▸ **SOURCE MATERIAL**
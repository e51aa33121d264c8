//! PostgreSQL implementations of the repository port (spec §6).
//!
//! Uses runtime-checked SQL (`sqlx::query` rather than `query!`) so the crate does not
//! require `DATABASE_URL` at compile time.

use crate::coupon::CouponApplication;
use crate::invoice::{Invoice, InvoiceLineItem, InvoiceStatus, InvoiceType, PaymentStatus};
use crate::money::{Currency, Money};
use crate::ports::repository::{CouponApplicationCounter, InvoiceNumbering, ListFilter, Repository};
use crate::{CouponId, CustomerId, InvoiceId, SubscriptionId};
use async_trait::async_trait;
use billing_common::{BillingError, BillingResult};
use rust_decimal::Decimal;
use sqlx::{PgPool, Row};
use std::collections::HashMap;

/// PostgreSQL-backed invoice repository.
pub struct PgInvoiceRepository {
    pool: PgPool,
}

impl PgInvoiceRepository {
    pub fn new(pool: PgPool) -> Self {
        Self { pool }
    }

    fn row_to_invoice(row: &sqlx::postgres::PgRow) -> BillingResult<Invoice> {
        let currency = parse_currency(&row.try_get::<String, _>("currency")?)?;

        Ok(Invoice {
            id: InvoiceId::from_uuid(row.try_get::<uuid::Uuid, _>("id")?),
            subscription_id: row
                .try_get::<Option<uuid::Uuid>, _>("subscription_id")?
                .map(SubscriptionId::from_uuid),
            customer_id: CustomerId::from_uuid(row.try_get::<uuid::Uuid, _>("customer_id")?),
            currency,
            invoice_type: parse_invoice_type(&row.try_get::<String, _>("invoice_type")?)?,
            invoice_status: parse_invoice_status(&row.try_get::<String, _>("invoice_status")?)?,
            payment_status: parse_payment_status(&row.try_get::<String, _>("payment_status")?)?,
            collection_method: billing_common::CollectionMethod::ChargeAutomatically,
            total: Money::new(row.try_get::<Decimal, _>("total")?, currency),
            amount_due: Money::new(row.try_get::<Decimal, _>("amount_due")?, currency),
            amount_paid: Money::new(row.try_get::<Decimal, _>("amount_paid")?, currency),
            amount_remaining: Money::new(row.try_get::<Decimal, _>("amount_remaining")?, currency),
            adjustment_amount: Money::new(row.try_get::<Decimal, _>("adjustment_amount")?, currency),
            refunded_amount: Money::new(row.try_get::<Decimal, _>("refunded_amount")?, currency),
            period_start: row.try_get("period_start")?,
            period_end: row.try_get("period_end")?,
            due_date: row.try_get("due_date")?,
            line_items: Vec::new(),
            metadata: HashMap::new(),
            billing_sequence: row.try_get::<i64, _>("billing_sequence")? as u64,
            invoice_number: row.try_get("invoice_number")?,
        })
    }
}

fn parse_invoice_type(s: &str) -> BillingResult<InvoiceType> {
    match s {
        "subscription" => Ok(InvoiceType::Subscription),
        "one_off" => Ok(InvoiceType::OneOff),
        "credit" => Ok(InvoiceType::Credit),
        other => Err(BillingError::database(format!("unknown invoice_type: {other}"))),
    }
}

fn parse_invoice_status(s: &str) -> BillingResult<InvoiceStatus> {
    match s {
        "draft" => Ok(InvoiceStatus::Draft),
        "finalized" => Ok(InvoiceStatus::Finalized),
        "voided" => Ok(InvoiceStatus::Voided),
        other => Err(BillingError::database(format!("unknown invoice_status: {other}"))),
    }
}

fn parse_payment_status(s: &str) -> BillingResult<PaymentStatus> {
    match s {
        "pending" => Ok(PaymentStatus::Pending),
        "processing" => Ok(PaymentStatus::Processing),
        "succeeded" => Ok(PaymentStatus::Succeeded),
        "failed" => Ok(PaymentStatus::Failed),
        "partially_refunded" => Ok(PaymentStatus::PartiallyRefunded),
        "refunded" => Ok(PaymentStatus::Refunded),
        other => Err(BillingError::database(format!("unknown payment_status: {other}"))),
    }
}

#[async_trait]
impl Repository<Invoice, InvoiceId> for PgInvoiceRepository {
    async fn get(&self, id: InvoiceId) -> BillingResult<Invoice> {
        let row = sqlx::query(
            r#"
            SELECT id, subscription_id, customer_id, currency, invoice_type, invoice_status,
                   payment_status, total, amount_due, amount_paid, amount_remaining,
                   adjustment_amount, refunded_amount, period_start, period_end, due_date,
                   billing_sequence, invoice_number
            FROM invoices
            WHERE id = $1
            "#,
        )
        .bind(id.as_uuid())
        .fetch_optional(&self.pool)
        .await
        .map_err(|e| BillingError::database(e.to_string()))?
        .ok_or_else(|| BillingError::not_found("invoice_not_found", "invoice does not exist"))?;

        Self::row_to_invoice(&row)
    }

    async fn create(&self, invoice: &Invoice) -> BillingResult<()> {
        sqlx::query(
            r#"
            INSERT INTO invoices (
                id, subscription_id, customer_id, currency, invoice_type, invoice_status,
                payment_status, total, amount_due, amount_paid, amount_remaining,
                adjustment_amount, refunded_amount, period_start, period_end, due_date,
                billing_sequence, invoice_number
            ) VALUES ($1, $2, $3, $4, $5, $6, $7, $8, $9, $10, $11, $12, $13, $14, $15, $16, $17, $18)
            "#,
        )
        .bind(invoice.id.as_uuid())
        .bind(invoice.subscription_id.map(|s| *s.as_uuid()))
        .bind(invoice.customer_id.as_uuid())
        .bind(invoice.currency.to_string())
        .bind(format!("{:?}", invoice.invoice_type).to_lowercase())
        .bind(format!("{:?}", invoice.invoice_status).to_lowercase())
        .bind(format!("{:?}", invoice.payment_status).to_lowercase())
        .bind(invoice.total.amount)
        .bind(invoice.amount_due.amount)
        .bind(invoice.amount_paid.amount)
        .bind(invoice.amount_remaining.amount)
        .bind(invoice.adjustment_amount.amount)
        .bind(invoice.refunded_amount.amount)
        .bind(invoice.period_start)
        .bind(invoice.period_end)
        .bind(invoice.due_date)
        .bind(invoice.billing_sequence as i64)
        .bind(&invoice.invoice_number)
        .execute(&self.pool)
        .await
        .map_err(|e| BillingError::database(e.to_string()))?;

        Ok(())
    }

    async fn update(&self, invoice: &Invoice) -> BillingResult<()> {
        let result = sqlx::query(
            r#"
            UPDATE invoices SET
                invoice_status = $2, payment_status = $3, total = $4, amount_due = $5,
                amount_paid = $6, amount_remaining = $7, adjustment_amount = $8,
                refunded_amount = $9, due_date = $10
            WHERE id = $1
            "#,
        )
        .bind(invoice.id.as_uuid())
        .bind(format!("{:?}", invoice.invoice_status).to_lowercase())
        .bind(format!("{:?}", invoice.payment_status).to_lowercase())
        .bind(invoice.total.amount)
        .bind(invoice.amount_due.amount)
        .bind(invoice.amount_paid.amount)
        .bind(invoice.amount_remaining.amount)
        .bind(invoice.adjustment_amount.amount)
        .bind(invoice.refunded_amount.amount)
        .bind(invoice.due_date)
        .execute(&self.pool)
        .await
        .map_err(|e| BillingError::database(e.to_string()))?;

        if result.rows_affected() == 0 {
            return Err(BillingError::not_found("invoice_not_found", "invoice does not exist"));
        }
        Ok(())
    }

    async fn delete(&self, id: InvoiceId) -> BillingResult<()> {
        let result = sqlx::query("UPDATE invoices SET invoice_status = 'voided' WHERE id = $1")
            .bind(id.as_uuid())
            .execute(&self.pool)
            .await
            .map_err(|e| BillingError::database(e.to_string()))?;

        if result.rows_affected() == 0 {
            return Err(BillingError::not_found("invoice_not_found", "invoice does not exist"));
        }
        Ok(())
    }

    async fn list(&self, filter: &ListFilter) -> BillingResult<Vec<Invoice>> {
        let status_clause = if filter.include_deleted { "" } else { "WHERE invoice_status != 'voided'" };
        let query = format!(
            r#"
            SELECT id, subscription_id, customer_id, currency, invoice_type, invoice_status,
                   payment_status, total, amount_due, amount_paid, amount_remaining,
                   adjustment_amount, refunded_amount, period_start, period_end, due_date,
                   billing_sequence, invoice_number
            FROM invoices
            {status_clause}
            ORDER BY billing_sequence DESC
            LIMIT $1 OFFSET $2
            "#
        );

        let rows = sqlx::query(&query)
            .bind(filter.limit.unwrap_or(100))
            .bind(filter.offset.unwrap_or(0))
            .fetch_all(&self.pool)
            .await
            .map_err(|e| BillingError::database(e.to_string()))?;

        rows.iter().map(Self::row_to_invoice).collect()
    }

    async fn count(&self, filter: &ListFilter) -> BillingResult<i64> {
        let status_clause = if filter.include_deleted { "" } else { "WHERE invoice_status != 'voided'" };
        let query = format!("SELECT COUNT(*) as count FROM invoices {status_clause}");

        let row = sqlx::query(&query)
            .fetch_one(&self.pool)
            .await
            .map_err(|e| BillingError::database(e.to_string()))?;

        Ok(row.get("count"))
    }
}

#[async_trait]
impl InvoiceNumbering for PgInvoiceRepository {
    async fn get_next_invoice_number(&self, config: &str) -> BillingResult<String> {
        let row = sqlx::query("SELECT nextval($1) as seq")
            .bind(format!("invoice_number_seq_{config}"))
            .fetch_one(&self.pool)
            .await
            .map_err(|e| BillingError::database(e.to_string()))?;

        let seq: i64 = row.try_get("seq").map_err(|e| BillingError::database(e.to_string()))?;
        Ok(format!("INV-{:06}", seq))
    }

    async fn get_next_billing_sequence(&self, subscription_id: SubscriptionId) -> BillingResult<u64> {
        let row = sqlx::query(
            r#"
            SELECT COALESCE(MAX(billing_sequence), 0) + 1 as next_sequence
            FROM invoices WHERE subscription_id = $1
            "#,
        )
        .bind(subscription_id.as_uuid())
        .fetch_one(&self.pool)
        .await
        .map_err(|e| BillingError::database(e.to_string()))?;

        let next: i64 = row.try_get("next_sequence").map_err(|e| BillingError::database(e.to_string()))?;
        Ok(next as u64)
    }
}

/// PostgreSQL-backed coupon-application repository. `CountBySubscriptionAndCoupon` is the
/// canonical cadence counter (spec §6: "cadence counters are materialized by counting
/// `CouponApplication` rows rather than being denormalized").
pub struct PgCouponApplicationRepository {
    pool: PgPool,
}

impl PgCouponApplicationRepository {
    pub fn new(pool: PgPool) -> Self {
        Self { pool }
    }
}

#[async_trait]
impl CouponApplicationCounter for PgCouponApplicationRepository {
    async fn count_by_subscription_and_coupon(
        &self,
        subscription_id: SubscriptionId,
        coupon_id: CouponId,
    ) -> BillingResult<u32> {
        let row = sqlx::query(
            r#"
            SELECT COUNT(*) as count
            FROM coupon_applications
            WHERE subscription_id = $1 AND coupon_id = $2
            "#,
        )
        .bind(subscription_id.as_uuid())
        .bind(coupon_id.as_uuid())
        .fetch_one(&self.pool)
        .await
        .map_err(|e| BillingError::database(e.to_string()))?;

        let count: i64 = row.get("count");
        Ok(count as u32)
    }

    async fn create_application(&self, application: &CouponApplication) -> BillingResult<()> {
        sqlx::query(
            r#"
            INSERT INTO coupon_applications (id, coupon_id, subscription_id, invoice_id, applied_amount, applied_at)
            VALUES ($1, $2, $3, $4, $5, $6)
            "#,
        )
        .bind(application.id.as_uuid())
        .bind(application.coupon_id.as_uuid())
        .bind(application.subscription_id.map(|s| *s.as_uuid()))
        .bind(application.invoice_id.as_uuid())
        .bind(application.applied_amount.amount)
        .bind(application.applied_at)
        .execute(&self.pool)
        .await
        .map_err(|e| BillingError::database(e.to_string()))?;

        Ok(())
    }
}

#[cfg(test)]
mod tests {
    use super::*;

    #[test]
    fn test_parse_invoice_status_roundtrip() {
        assert_eq!(parse_invoice_status("finalized").unwrap(), InvoiceStatus::Finalized);
        assert!(parse_invoice_status("bogus").is_err());
    }

    #[test]
    fn test_parse_payment_status_roundtrip() {
        assert_eq!(parse_payment_status("partially_refunded").unwrap(), PaymentStatus::PartiallyRefunded);
    }
}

▸ **TASK BRIEF**
Using the listing above, return all lines where the word "voided" occurs.

▸ **RESULT OF THE TASK**
        "voided" => Ok(InvoiceStatus::Voided),
        let result = sqlx::query("UPDATE invoices SET invoice_status = 'voided' WHERE id = $1")
        let status_clause = if filter.include_deleted { "" } else { "WHERE invoice_status != 'voided'" };
        let status_clause = if filter.include_deleted { "" } else { "WHERE invoice_status != 'voided'" };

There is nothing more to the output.